Anyone who has been monitoring the debate regarding the Auburn school budget and iPad initiative over the past several months easily can conclude that there has been frustration on many levels. This frustration not only lies with the budget, but also with the school committee and the city council members.

The iPad initiative, which I believe to be misguided at best, is a symptom of a much larger problem. The program was put in place with no meaningful discussion that included parents or city council members. More egregiously, the program had no sound funding foundation—I find that quite peculiar since it is supposedly the keystone to improving our children’s literacy and mathematical performance by 30 percentage points over the next several years.

The vast majority of available medical literature also clearly shows that increasing screen time beginning at a young age has been directly linked to eye strain, childhood obesity, children’s lack of attentiveness, poor school performance and aggressive behavior. The list could continue much further.

This information was ignored by the school committee and superintendent. While technology does have a role in education, there are many other factors that affect our children’s education, the most important of which is well-qualified teachers.
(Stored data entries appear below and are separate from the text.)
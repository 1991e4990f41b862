//! Logging configuration.

use super::parse::env_or;
use super::ConfigError;

/// Output format for log events.
#[derive(Clone, Copy, Debug, PartialEq, Eq, Default)]
pub enum LogFormat {
    /// Human-readable lines.
    #[default]
    Text,
    /// One JSON object per line.
    Json,
}

/// Logging configuration loaded from environment.
#[derive(Clone, Debug)]
pub struct LoggingConfig {
    /// Log level filter (from LOG_LEVEL or RUST_LOG).
    pub filter: String,
    /// Output format (LOG_FORMAT).
    pub format: LogFormat,
    /// Service name for structured logging.
    pub service_name: String,
}

impl LoggingConfig {
    /// Load configuration from environment variables.
    ///
    /// LOG_LEVEL accepts simple values: trace, debug, info, warn, error
    /// RUST_LOG accepts full tracing filter syntax: thread_store=debug
    pub fn from_env() -> Result<Self, ConfigError> {
        let format = match env_or("LOG_FORMAT", "text").to_lowercase().as_str() {
            "text" => LogFormat::Text,
            "json" => LogFormat::Json,
            other => {
                return Err(ConfigError::Invalid {
                    key: "LOG_FORMAT".into(),
                    message: format!("expected text or json, got '{}'", other),
                })
            }
        };

        Ok(Self {
            filter: Self::resolve_log_filter(),
            format,
            service_name: env_or("SERVICE_NAME", "thread_store"),
        })
    }

    /// Resolve log filter from environment.
    ///
    /// Priority: LOG_LEVEL > RUST_LOG > default (info)
    fn resolve_log_filter() -> String {
        if let Ok(level) = std::env::var("LOG_LEVEL") {
            let level = level.to_lowercase();
            match level.as_str() {
                "trace" | "debug" | "info" | "warn" | "error" => {
                    return format!("thread_store={}", level);
                }
                _ => {
                    // Logging is not up yet, so stderr is the only channel
                    eprintln!(
                        "Warning: Invalid LOG_LEVEL '{}', expected: trace, debug, info, warn, error",
                        level
                    );
                }
            }
        }

        if let Ok(filter) = std::env::var("RUST_LOG") {
            return filter;
        }

        "thread_store=info".to_string()
    }
}

impl Default for LoggingConfig {
    fn default() -> Self {
        Self {
            filter: "thread_store=info".to_string(),
            format: LogFormat::Text,
            service_name: "thread_store".to_string(),
        }
    }
}
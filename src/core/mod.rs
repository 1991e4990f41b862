//! Core types shared across the crate.
//!
//! - [`Error`] - crate-wide error taxonomy
//! - [`Result`] - alias over [`Error`]

mod error;

pub use error::{CallbackError, Error, Result};
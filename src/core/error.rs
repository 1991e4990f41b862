//! Core error types.

use std::fmt;
use std::panic::Location;

use crate::pool::PoolError;
use crate::types::{Failure, RequestId};

/// Error raised by a host-supplied callback.
pub type CallbackError = Box<dyn std::error::Error + Send + Sync + 'static>;

/// Errors surfaced to the host by the manager.
#[derive(Debug)]
pub enum Error {
    /// A backing-store connection could not be established.
    Connect { message: String },

    /// Work was submitted after shutdown began.
    QueueShutdown,

    /// A result arrived for a request with no pending callback.
    MissingCallback { id: RequestId },

    /// A success callback failed. Carries the submission site.
    Callback {
        id: RequestId,
        location: &'static Location<'static>,
        trace: Option<String>,
        source: CallbackError,
    },

    /// A synchronous request failed.
    Failure(Failure),

    /// Requests are pending but every worker has terminated.
    NoLiveWorkers { pending: usize },

    /// A worker thread could not be started.
    Spawn(String),
}

impl Error {
    /// Check if this is a queue shutdown error.
    pub fn is_queue_shutdown(&self) -> bool {
        matches!(self, Error::QueueShutdown)
    }

    /// The request this error belongs to, when there is one.
    pub fn request_id(&self) -> Option<RequestId> {
        match self {
            Error::MissingCallback { id } | Error::Callback { id, .. } => Some(*id),
            _ => None,
        }
    }
}

impl fmt::Display for Error {
    fn fmt(&self, f: &mut fmt::Formatter<'_>) -> fmt::Result {
        match self {
            Error::Connect { message } => write!(f, "connection failed: {}", message),
            Error::QueueShutdown => write!(f, "cannot schedule work on a shut down queue"),
            Error::MissingCallback { id } => write!(f, "missing handler for request {}", id),
            Error::Callback {
                id,
                location,
                source,
                ..
            } => write!(
                f,
                "callback for request {} (submitted at {}) failed: {}",
                id, location, source
            ),
            Error::Failure(failure) => write!(f, "{}", failure),
            Error::NoLiveWorkers { pending } => {
                write!(f, "{} pending requests but no live worker", pending)
            }
            Error::Spawn(msg) => write!(f, "failed to spawn worker: {}", msg),
        }
    }
}

impl std::error::Error for Error {
    fn source(&self) -> Option<&(dyn std::error::Error + 'static)> {
        match self {
            Error::Callback { source, .. } => Some(source.as_ref()),
            Error::Failure(failure) => Some(failure),
            _ => None,
        }
    }
}

impl From<PoolError> for Error {
    fn from(e: PoolError) -> Self {
        match e {
            PoolError::Shutdown => Error::QueueShutdown,
            PoolError::Spawn(msg) => Error::Spawn(msg),
        }
    }
}

impl From<Failure> for Error {
    fn from(failure: Failure) -> Self {
        Error::Failure(failure)
    }
}

/// Result type alias for manager operations.
pub type Result<T> = std::result::Result<T, Error>;
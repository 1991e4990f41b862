//! Request handlers: what a worker runs against its connection.
//!
//! A request names its handler in one of two ways:
//!
//! | Variant | Resolution | Carries state |
//! |---------|------------|---------------|
//! | [`HandlerRef::Named`] | looked up in the [`HandlerRegistry`], cached per worker | no |
//! | [`HandlerRef::Inline`] | `fn` pointer travelling with the request | serialized capture only |
//!
//! Inline handlers are plain function pointers plus a JSON capture, so no
//! shared mutable state can ride along into a worker thread.

use std::any::Any;
use std::collections::HashMap;
use std::fmt;
use std::panic::{self, AssertUnwindSafe};
use std::sync::Arc;

use serde::de::DeserializeOwned;
use serde::Serialize;
use serde_json::Value;

use crate::store::StoreError;
use crate::types::{Args, Failure, Outcome, RequestId, Response, Stage};

// =============================================================================
// Handler Error
// =============================================================================

/// Error raised by a handler while serving a request.
#[derive(Debug, Clone)]
pub struct HandlerError {
    stage: Stage,
    message: String,
}

impl HandlerError {
    /// Execution error (the handler could not do its work).
    pub fn new(message: impl Into<String>) -> Self {
        Self {
            stage: Stage::Execute,
            message: message.into(),
        }
    }

    /// The work was done but its output could not become a [`Response`].
    pub fn response(message: impl Into<String>) -> Self {
        Self {
            stage: Stage::Response,
            message: message.into(),
        }
    }

    pub fn stage(&self) -> Stage {
        self.stage
    }

    pub fn message(&self) -> &str {
        &self.message
    }
}

impl fmt::Display for HandlerError {
    fn fmt(&self, f: &mut fmt::Formatter<'_>) -> fmt::Result {
        write!(f, "{}", self.message)
    }
}

impl std::error::Error for HandlerError {}

impl From<String> for HandlerError {
    fn from(message: String) -> Self {
        Self::new(message)
    }
}

impl From<&str> for HandlerError {
    fn from(message: &str) -> Self {
        Self::new(message)
    }
}

impl From<StoreError> for HandlerError {
    fn from(e: StoreError) -> Self {
        Self::new(e.message)
    }
}

/// Result type returned by handlers.
pub type HandlerResult = Result<Response, HandlerError>;

/// Serialize handler output into a [`Response`].
pub fn respond<T: Serialize>(value: &T) -> HandlerResult {
    serde_json::to_value(value)
        .map(Response::new)
        .map_err(|e| HandlerError::response(format!("cannot encode response: {}", e)))
}

/// Decode request arguments into a typed value.
pub fn parse_args<T: DeserializeOwned>(args: &Args) -> Result<T, HandlerError> {
    T::deserialize(args).map_err(|e| HandlerError::new(format!("invalid arguments: {}", e)))
}

// =============================================================================
// Named Handlers
// =============================================================================

/// A stateless, reusable handler selected by name.
///
/// The same instance may run on any worker, any number of times.
pub trait NamedHandler<C>: Send + Sync + 'static {
    fn run(&self, conn: &mut C, args: &Args) -> HandlerResult;
}

impl<C, F> NamedHandler<C> for F
where
    F: Fn(&mut C, &Args) -> HandlerResult + Send + Sync + 'static,
{
    #[inline]
    fn run(&self, conn: &mut C, args: &Args) -> HandlerResult {
        self(conn, args)
    }
}

/// Name → handler table shared read-only by every worker and the manager.
pub struct HandlerRegistry<C> {
    handlers: HashMap<String, Arc<dyn NamedHandler<C>>>,
}

impl<C> HandlerRegistry<C> {
    pub fn new() -> Self {
        Self {
            handlers: HashMap::new(),
        }
    }

    /// Register a handler, replacing any previous one with the same name.
    pub fn register(&mut self, name: impl Into<String>, handler: impl NamedHandler<C>) -> &mut Self {
        self.handlers.insert(name.into(), Arc::new(handler));
        self
    }

    /// Builder-style [`register`](Self::register).
    pub fn with(mut self, name: impl Into<String>, handler: impl NamedHandler<C>) -> Self {
        self.register(name, handler);
        self
    }

    pub fn resolve(&self, name: &str) -> Option<Arc<dyn NamedHandler<C>>> {
        self.handlers.get(name).cloned()
    }

    pub fn contains(&self, name: &str) -> bool {
        self.handlers.contains_key(name)
    }

    pub fn len(&self) -> usize {
        self.handlers.len()
    }

    pub fn is_empty(&self) -> bool {
        self.handlers.is_empty()
    }
}

impl<C> Default for HandlerRegistry<C> {
    fn default() -> Self {
        Self::new()
    }
}

impl<C> fmt::Debug for HandlerRegistry<C> {
    fn fmt(&self, f: &mut fmt::Formatter<'_>) -> fmt::Result {
        let mut names: Vec<_> = self.handlers.keys().collect();
        names.sort();
        f.debug_struct("HandlerRegistry")
            .field("handlers", &names)
            .finish()
    }
}

// =============================================================================
// Inline Handlers
// =============================================================================

/// Signature of an inline handler: connection, serialized capture, arguments.
pub type InlineFn<C> = fn(&mut C, &Value, &Args) -> HandlerResult;

/// A caller-supplied handler transported by value.
pub struct Inline<C> {
    func: InlineFn<C>,
    capture: Value,
}

impl<C> Inline<C> {
    /// Inline handler without captured data.
    pub fn new(func: InlineFn<C>) -> Self {
        Self {
            func,
            capture: Value::Null,
        }
    }

    /// Inline handler carrying `capture`, serialized now.
    pub fn with_capture<T: Serialize>(func: InlineFn<C>, capture: &T) -> Result<Self, serde_json::Error> {
        Ok(Self {
            func,
            capture: serde_json::to_value(capture)?,
        })
    }

    pub fn capture(&self) -> &Value {
        &self.capture
    }

    #[inline]
    pub fn call(&self, conn: &mut C, args: &Args) -> HandlerResult {
        (self.func)(conn, &self.capture, args)
    }
}

impl<C> Clone for Inline<C> {
    fn clone(&self) -> Self {
        Self {
            func: self.func,
            capture: self.capture.clone(),
        }
    }
}

impl<C> fmt::Debug for Inline<C> {
    fn fmt(&self, f: &mut fmt::Formatter<'_>) -> fmt::Result {
        f.debug_struct("Inline")
            .field("capture", &self.capture)
            .finish_non_exhaustive()
    }
}

// =============================================================================
// Handler Reference / Query
// =============================================================================

/// What to run for a request.
pub enum HandlerRef<C> {
    Named(String),
    Inline(Inline<C>),
}

impl<C> HandlerRef<C> {
    pub fn named(name: impl Into<String>) -> Self {
        HandlerRef::Named(name.into())
    }

    /// Short label for logging.
    pub fn label(&self) -> &str {
        match self {
            HandlerRef::Named(name) => name,
            HandlerRef::Inline(_) => "<inline>",
        }
    }
}

impl<C> fmt::Debug for HandlerRef<C> {
    fn fmt(&self, f: &mut fmt::Formatter<'_>) -> fmt::Result {
        match self {
            HandlerRef::Named(name) => f.debug_tuple("Named").field(name).finish(),
            HandlerRef::Inline(inline) => f.debug_tuple("Inline").field(inline).finish(),
        }
    }
}

/// A request before the manager assigns it an identifier.
#[derive(Debug)]
pub struct Query<C> {
    pub handler: HandlerRef<C>,
    pub args: Args,
}

impl<C> Query<C> {
    pub fn named(name: impl Into<String>, args: Args) -> Self {
        Self {
            handler: HandlerRef::named(name),
            args,
        }
    }

    pub fn inline(inline: Inline<C>, args: Args) -> Self {
        Self {
            handler: HandlerRef::Inline(inline),
            args,
        }
    }

    pub(crate) fn into_unit(self, id: RequestId) -> WorkUnit<C> {
        WorkUnit {
            id,
            handler: self.handler,
            args: self.args,
        }
    }
}

/// One unit of requested work, tagged with its identifier.
#[derive(Debug)]
pub struct WorkUnit<C> {
    pub id: RequestId,
    pub handler: HandlerRef<C>,
    pub args: Args,
}

// =============================================================================
// Dispatcher
// =============================================================================

/// Runs handlers against one connection, caching named resolutions.
///
/// Every fault (error or panic) is converted into a [`Failure`].
pub(crate) struct Dispatcher<C> {
    registry: Arc<HandlerRegistry<C>>,
    resolved: HashMap<String, Arc<dyn NamedHandler<C>>>,
}

impl<C: 'static> Dispatcher<C> {
    pub(crate) fn new(registry: Arc<HandlerRegistry<C>>) -> Self {
        Self {
            registry,
            resolved: HashMap::new(),
        }
    }

    fn resolve(&mut self, name: &str) -> Option<Arc<dyn NamedHandler<C>>> {
        if let Some(handler) = self.resolved.get(name) {
            return Some(Arc::clone(handler));
        }
        let handler = self.registry.resolve(name)?;
        self.resolved.insert(name.to_string(), Arc::clone(&handler));
        Some(handler)
    }

    pub(crate) fn run(&mut self, conn: &mut C, handler: &HandlerRef<C>, args: &Args) -> Outcome {
        let result = match handler {
            HandlerRef::Named(name) => {
                let Some(named) = self.resolve(name) else {
                    return Err(Failure::execute(format!("no handler registered as '{}'", name))
                        .with_args(args.clone()));
                };
                panic::catch_unwind(AssertUnwindSafe(|| named.run(conn, args)))
            }
            HandlerRef::Inline(inline) => {
                panic::catch_unwind(AssertUnwindSafe(|| inline.call(conn, args)))
            }
        };

        match result {
            Ok(Ok(response)) => Ok(response),
            Ok(Err(e)) => Err(Failure::new(e.stage, e.message).with_args(args.clone())),
            Err(payload) => Err(Failure::execute(format!(
                "handler panicked: {}",
                panic_message(payload.as_ref())
            ))
            .with_args(args.clone())),
        }
    }

    #[cfg(test)]
    fn cached(&self) -> usize {
        self.resolved.len()
    }
}

fn panic_message(payload: &(dyn Any + Send)) -> &str {
    if let Some(s) = payload.downcast_ref::<&'static str>() {
        s
    } else if let Some(s) = payload.downcast_ref::<String>() {
        s
    } else {
        "unknown panic payload"
    }
}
The problems with the school budget that were heatedly debated this year have been debated for decades on both national and local levels. It is also clear that these same discussions will take place next year, five years from now and decades from now. Why? We keep focusing on the trees, and we miss the forest around us.

The frustration is augmented by the fact that the problems with our children’s lack of educational performance, particularly at the middle school and high school levels, will not be fixed in one or two budget cycles. Why? It is because we are focused on each budget line item, and we hold fast to the flawed, misguided and factually incorrect concept that allocating more money will fix the problem.

In reality, we have not been asking the right questions; therefore, we have missed the forest for the trees. It has been known that academic achievement and high school graduation rates have stagnated since the 1970s. This was pointed out in 1983 in “A Nation at Risk, A Governmental Report Card on the U.S. Educational System.” This document urgently recommended educational reform and warned that other nations around the world would outpace the United States in academic achievement.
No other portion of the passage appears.